30/05/19

Esce in una nuova edizione: "Vite che non sono la mia", il capolavoro di Emmanuel Carrère




Un libro "sulla vita e sulla morte, sulla povertà, la giustizia, la malattia e, soprattutto l'amore"

E' lo stesso Emmanuel Carrère a definire uno dei suoi lavori piu' empatici e commoventi Vite che non sono la mia che dal 13 giugno prossimo torna nelle librerie italiane per i tipi di Aldelphi nella nuova traduzione di Federica Di Lella e Maria Laura Vanorio, proprio in occasione della 35/a edizione del Premio Hemingway che si terra' a Lignano Sabbiadoro dal 17 al 22giugno prossimi e che assegnera' all'autore francese il riconoscimento per la sezione Letteratura. 

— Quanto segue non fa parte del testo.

//! Configuration loading from disk and environment.

use std::env;
use std::fs;
use std::path::Path;

use crate::config::schema::ProxyConfig;
use crate::config::validation::{validate_config, ValidationError};

/// Error type for configuration loading.
#[derive(Debug)]
pub enum ConfigError {
    Io(std::io::Error),
    Parse(toml::de::Error),
    Validation(Vec<ValidationError>),
}

impl std::fmt::Display for ConfigError {
    fn fmt(&self, f: &mut std::fmt::Formatter<'_>) -> std::fmt::Result {
        match self {
            ConfigError::Io(e) => write!(f, "IO error: {}", e),
            ConfigError::Parse(e) => write!(f, "Parse error: {}", e),
            ConfigError::Validation(errors) => {
                write!(f, "Validation failed: ")?;
                for (i, err) in errors.iter().enumerate() {
                    if i > 0 {
                        write!(f, ", ")?;
                    }
                    write!(f, "{}", err)?;
                }
                Ok(())
            }
        }
    }
}

impl std::error::Error for ConfigError {}

/// Load and validate configuration from a TOML file.
pub fn load_config(path: &Path) -> Result<ProxyConfig, ConfigError> {
    let content = fs::read_to_string(path).map_err(ConfigError::Io)?;
    let mut config: ProxyConfig = toml::from_str(&content).map_err(ConfigError::Parse)?;

    apply_env_overrides(&mut config);
    validate_config(&config).map_err(ConfigError::Validation)?;

    Ok(config)
}

/// Build a configuration from defaults plus environment overrides, for
/// deployments running without a config file.
pub fn load_from_env() -> Result<ProxyConfig, ConfigError> {
    let mut config = ProxyConfig::default();
    apply_env_overrides(&mut config);
    validate_config(&config).map_err(ConfigError::Validation)?;
    Ok(config)
}

/// Apply recognized environment variables on top of the loaded config.
///
/// Unparseable values are ignored with a warning rather than failing
/// startup; validation still runs on the final result.
pub fn apply_env_overrides(config: &mut ProxyConfig) {
    if let Some(port) = parse_env::<u16>("PORT") {
        config.listener.bind_address = format!("0.0.0.0:{}", port);
    }
    if let Some(ttl) = parse_env::<u64>("CACHE_TTL") {
        config.cache.ttl_secs = ttl;
    }
    if let Some(window) = parse_env::<u64>("RATE_LIMIT_WINDOW_MS") {
        config.rate_limit.window_ms = window;
    }
    if let Some(max) = parse_env::<u32>("RATE_LIMIT_MAX") {
        config.rate_limit.max_requests = max;
    }
    if let Ok(level) = env::var("LOG_LEVEL") {
        config.observability.log_level = level;
    }
    if let Ok(file) = env::var("LOG_FILE") {
        config.observability.log_file = Some(file);
    }
}

fn parse_env<T: std::str::FromStr>(name: &str) -> Option<T> {
    let raw = env::var(name).ok()?;
    match raw.parse() {
        Ok(value) => Some(value),
        Err(_) => {
            tracing::warn!(var = name, value = %raw, "Ignoring unparseable environment override");
            None
        }
    }
}
//! Per-IP rate limiting middleware.
//!
//! Fixed-window counting: each caller IP gets `max_requests` admissions per
//! `window_ms` window; the counter resets when a window elapses. Denied
//! requests receive 429 and never reach the proxy handler.

use axum::{
    body::Body,
    extract::{ConnectInfo, State},
    http::{Request, StatusCode},
    middleware::Next,
    response::Response,
};
use std::collections::HashMap;
use std::net::{IpAddr, SocketAddr};
use std::sync::{Arc, Mutex};
use std::time::{Duration, Instant};

use crate::config::RateLimitConfig;
use crate::observability::metrics;

/// A single caller's window counter.
struct Window {
    started: Instant,
    count: u32,
}

/// Per-IP windows plus the last time expired ones were swept out.
struct Windows {
    map: HashMap<IpAddr, Window>,
    last_prune: Instant,
}

/// State for the fixed-window rate limiter.
pub struct RateLimiterState {
    windows: Mutex<Windows>,
    window: Duration,
    max_requests: u32,
}

impl RateLimiterState {
    pub fn new(config: &RateLimitConfig) -> Self {
        Self {
            windows: Mutex::new(Windows {
                map: HashMap::new(),
                last_prune: Instant::now(),
            }),
            window: Duration::from_millis(config.window_ms),
            max_requests: config.max_requests,
        }
    }

    /// Admit or reject one request from `ip`.
    pub fn check(&self, ip: IpAddr) -> bool {
        let now = Instant::now();
        let mut windows = self.windows.lock().expect("rate limiter mutex poisoned");

        // Sweep expired windows at most once per window so idle IPs do not
        // accumulate for the process lifetime.
        if now.duration_since(windows.last_prune) >= self.window {
            let window = self.window;
            windows
                .map
                .retain(|_, w| now.duration_since(w.started) < window);
            windows.last_prune = now;
        }

        let window = windows.map.entry(ip).or_insert(Window {
            started: now,
            count: 0,
        });

        if now.duration_since(window.started) >= self.window {
            window.started = now;
            window.count = 0;
        }

        if window.count < self.max_requests {
            window.count += 1;
            true
        } else {
            false
        }
    }

    #[cfg(test)]
    fn tracked_ips(&self) -> usize {
        self.windows
            .lock()
            .expect("rate limiter mutex poisoned")
            .map
            .len()
    }
}

/// Middleware function for per-IP rate limiting.
pub async fn rate_limit_middleware(
    ConnectInfo(addr): ConnectInfo<SocketAddr>,
    State(state): State<Arc<RateLimiterState>>,
    request: Request<Body>,
    next: Next,
) -> Response {
    if state.check(addr.ip()) {
        next.run(request).await
    } else {
        tracing::warn!(client = %addr.ip(), "Rate limit exceeded");
        metrics::record_rate_limited();
        let mut response = Response::new(Body::from("Too many requests"));
        *response.status_mut() = StatusCode::TOO_MANY_REQUESTS;
        response
    }
}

Pubblicato in Francia nel 2009, per mesi 'D'autres vies que la mienne' ha dominato le classifiche dei libri piu' venduti. 

A spingerlo a volere raccontare "le vite degli altri", due episodi che lo hanno segnato nel profondo: il devastante tsunami in Sri Lanka del 2004 dove lui stesso si trovava insieme con la sua famiglia e dove il dolore di migliaia di persone si aggiunge al dolore, quello di una coppia francese per la perdita della figlioletta di quattro anni. L'altra difficile vicenda e' quella vissuta subito dopo, che avrebbe portato alla morte per cancro della sorella della sua compagna. 

Per questa sua capacita' di guardare nel profondo dell'animo umano e "Per lo stile incisivo e inconfondibile, perché ha saputo trasporre il dato biografico e autobiografico, raccontato spesso nella sua nudita', pietra di scandalo intorno a cui ruotano le contraddizioni delle nostre societa'", lo scrittore parigino sara' insignito del Premio Hemingway sabato 22 giugno, alle 18.30 al CinemaCity di Lignano Sabbiadoro. 

La sera prima, alle ore 21, invece, al Centro Kursaal, Carrère dialoghera' con lo scrittore Alberto Garlini, presidente di Giuria del PremioHemingway.